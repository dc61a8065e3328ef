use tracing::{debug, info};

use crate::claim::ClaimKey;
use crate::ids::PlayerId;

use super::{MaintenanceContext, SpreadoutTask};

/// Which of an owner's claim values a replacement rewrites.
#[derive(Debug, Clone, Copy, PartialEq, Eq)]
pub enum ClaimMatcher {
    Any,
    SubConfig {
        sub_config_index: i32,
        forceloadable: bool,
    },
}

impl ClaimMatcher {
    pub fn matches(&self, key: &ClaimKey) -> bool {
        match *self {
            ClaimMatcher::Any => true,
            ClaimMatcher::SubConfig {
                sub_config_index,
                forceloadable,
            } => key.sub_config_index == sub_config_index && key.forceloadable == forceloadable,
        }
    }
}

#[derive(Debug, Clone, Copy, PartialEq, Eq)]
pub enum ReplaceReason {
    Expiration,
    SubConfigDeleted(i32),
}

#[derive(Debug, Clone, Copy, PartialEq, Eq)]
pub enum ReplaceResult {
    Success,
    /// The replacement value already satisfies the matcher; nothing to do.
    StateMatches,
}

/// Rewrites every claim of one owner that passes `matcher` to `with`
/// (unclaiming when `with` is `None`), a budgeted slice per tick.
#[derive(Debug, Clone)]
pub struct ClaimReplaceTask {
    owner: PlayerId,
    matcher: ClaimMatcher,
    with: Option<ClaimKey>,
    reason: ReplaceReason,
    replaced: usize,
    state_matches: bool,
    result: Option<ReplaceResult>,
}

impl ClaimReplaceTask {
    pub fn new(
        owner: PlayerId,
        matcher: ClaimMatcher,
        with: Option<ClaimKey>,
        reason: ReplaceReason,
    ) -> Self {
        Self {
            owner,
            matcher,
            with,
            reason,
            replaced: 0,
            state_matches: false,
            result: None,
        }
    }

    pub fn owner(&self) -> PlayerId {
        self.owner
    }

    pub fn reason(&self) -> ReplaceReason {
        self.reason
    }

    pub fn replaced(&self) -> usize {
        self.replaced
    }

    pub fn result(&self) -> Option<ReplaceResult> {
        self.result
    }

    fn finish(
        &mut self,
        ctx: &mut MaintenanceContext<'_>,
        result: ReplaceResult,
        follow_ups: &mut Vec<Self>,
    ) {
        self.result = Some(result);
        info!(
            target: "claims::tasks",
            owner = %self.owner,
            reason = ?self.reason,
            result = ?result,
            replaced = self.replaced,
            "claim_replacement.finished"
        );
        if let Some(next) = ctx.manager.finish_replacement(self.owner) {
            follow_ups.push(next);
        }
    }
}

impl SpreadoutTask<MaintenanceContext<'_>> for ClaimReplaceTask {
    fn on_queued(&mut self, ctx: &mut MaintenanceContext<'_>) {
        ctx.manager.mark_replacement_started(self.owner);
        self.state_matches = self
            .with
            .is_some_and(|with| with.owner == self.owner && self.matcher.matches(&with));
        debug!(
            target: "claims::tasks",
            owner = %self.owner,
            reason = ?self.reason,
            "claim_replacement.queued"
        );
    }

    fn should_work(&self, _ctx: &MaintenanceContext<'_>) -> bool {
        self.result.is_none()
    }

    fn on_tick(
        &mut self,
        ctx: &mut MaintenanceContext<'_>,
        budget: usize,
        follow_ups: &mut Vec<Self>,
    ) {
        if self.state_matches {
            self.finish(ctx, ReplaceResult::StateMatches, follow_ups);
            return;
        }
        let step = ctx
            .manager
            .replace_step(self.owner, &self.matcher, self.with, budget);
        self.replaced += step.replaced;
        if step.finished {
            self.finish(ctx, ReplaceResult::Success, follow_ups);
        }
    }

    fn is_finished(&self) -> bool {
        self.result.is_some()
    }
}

________________________________________

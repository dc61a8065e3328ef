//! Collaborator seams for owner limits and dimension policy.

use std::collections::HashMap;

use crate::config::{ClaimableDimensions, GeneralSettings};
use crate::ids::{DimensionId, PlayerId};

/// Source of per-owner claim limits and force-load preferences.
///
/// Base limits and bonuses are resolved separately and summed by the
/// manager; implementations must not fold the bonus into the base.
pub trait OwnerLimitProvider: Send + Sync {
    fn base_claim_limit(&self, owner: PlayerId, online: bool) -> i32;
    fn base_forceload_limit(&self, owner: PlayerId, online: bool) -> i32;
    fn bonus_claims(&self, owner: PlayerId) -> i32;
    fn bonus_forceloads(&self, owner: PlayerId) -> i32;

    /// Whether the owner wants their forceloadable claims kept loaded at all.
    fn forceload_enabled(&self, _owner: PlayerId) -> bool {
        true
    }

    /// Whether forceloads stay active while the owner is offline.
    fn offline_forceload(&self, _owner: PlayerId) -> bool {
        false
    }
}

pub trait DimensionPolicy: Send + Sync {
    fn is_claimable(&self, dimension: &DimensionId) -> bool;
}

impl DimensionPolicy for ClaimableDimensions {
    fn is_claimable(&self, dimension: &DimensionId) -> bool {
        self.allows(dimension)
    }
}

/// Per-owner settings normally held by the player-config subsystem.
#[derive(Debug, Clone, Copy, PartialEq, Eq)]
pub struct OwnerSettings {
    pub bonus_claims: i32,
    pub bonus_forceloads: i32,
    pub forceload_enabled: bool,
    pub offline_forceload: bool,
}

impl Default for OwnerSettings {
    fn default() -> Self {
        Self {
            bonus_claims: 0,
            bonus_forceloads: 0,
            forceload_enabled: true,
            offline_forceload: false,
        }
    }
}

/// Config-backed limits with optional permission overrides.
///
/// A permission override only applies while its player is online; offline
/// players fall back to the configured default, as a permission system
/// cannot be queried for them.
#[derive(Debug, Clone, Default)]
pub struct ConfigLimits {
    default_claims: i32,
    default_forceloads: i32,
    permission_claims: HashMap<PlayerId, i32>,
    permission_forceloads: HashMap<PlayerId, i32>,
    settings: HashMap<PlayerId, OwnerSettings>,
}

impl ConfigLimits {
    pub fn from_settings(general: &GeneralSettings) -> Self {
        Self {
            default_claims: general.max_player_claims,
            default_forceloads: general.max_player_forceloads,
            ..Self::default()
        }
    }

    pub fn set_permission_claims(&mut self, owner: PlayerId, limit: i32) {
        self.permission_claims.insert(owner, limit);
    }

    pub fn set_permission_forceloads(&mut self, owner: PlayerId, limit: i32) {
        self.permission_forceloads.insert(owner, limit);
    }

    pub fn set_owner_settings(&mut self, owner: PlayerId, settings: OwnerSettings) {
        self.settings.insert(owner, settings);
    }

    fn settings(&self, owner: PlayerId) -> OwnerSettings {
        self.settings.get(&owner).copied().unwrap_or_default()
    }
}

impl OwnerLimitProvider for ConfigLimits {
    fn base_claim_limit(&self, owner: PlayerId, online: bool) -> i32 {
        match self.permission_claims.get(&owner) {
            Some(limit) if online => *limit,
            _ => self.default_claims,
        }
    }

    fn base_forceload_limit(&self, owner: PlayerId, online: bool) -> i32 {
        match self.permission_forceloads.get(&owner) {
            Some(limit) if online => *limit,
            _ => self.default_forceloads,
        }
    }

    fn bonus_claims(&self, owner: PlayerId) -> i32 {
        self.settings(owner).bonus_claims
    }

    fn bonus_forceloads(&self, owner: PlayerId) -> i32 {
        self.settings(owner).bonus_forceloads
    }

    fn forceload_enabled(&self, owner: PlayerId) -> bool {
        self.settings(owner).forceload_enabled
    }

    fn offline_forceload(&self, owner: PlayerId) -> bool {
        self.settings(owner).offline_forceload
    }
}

________________________________________

● **About this task**: Show every line of the records above that contains the word "OwnerLimitProvider".

● **Task solution**:
pub trait OwnerLimitProvider: Send + Sync {
impl OwnerLimitProvider for ConfigLimits {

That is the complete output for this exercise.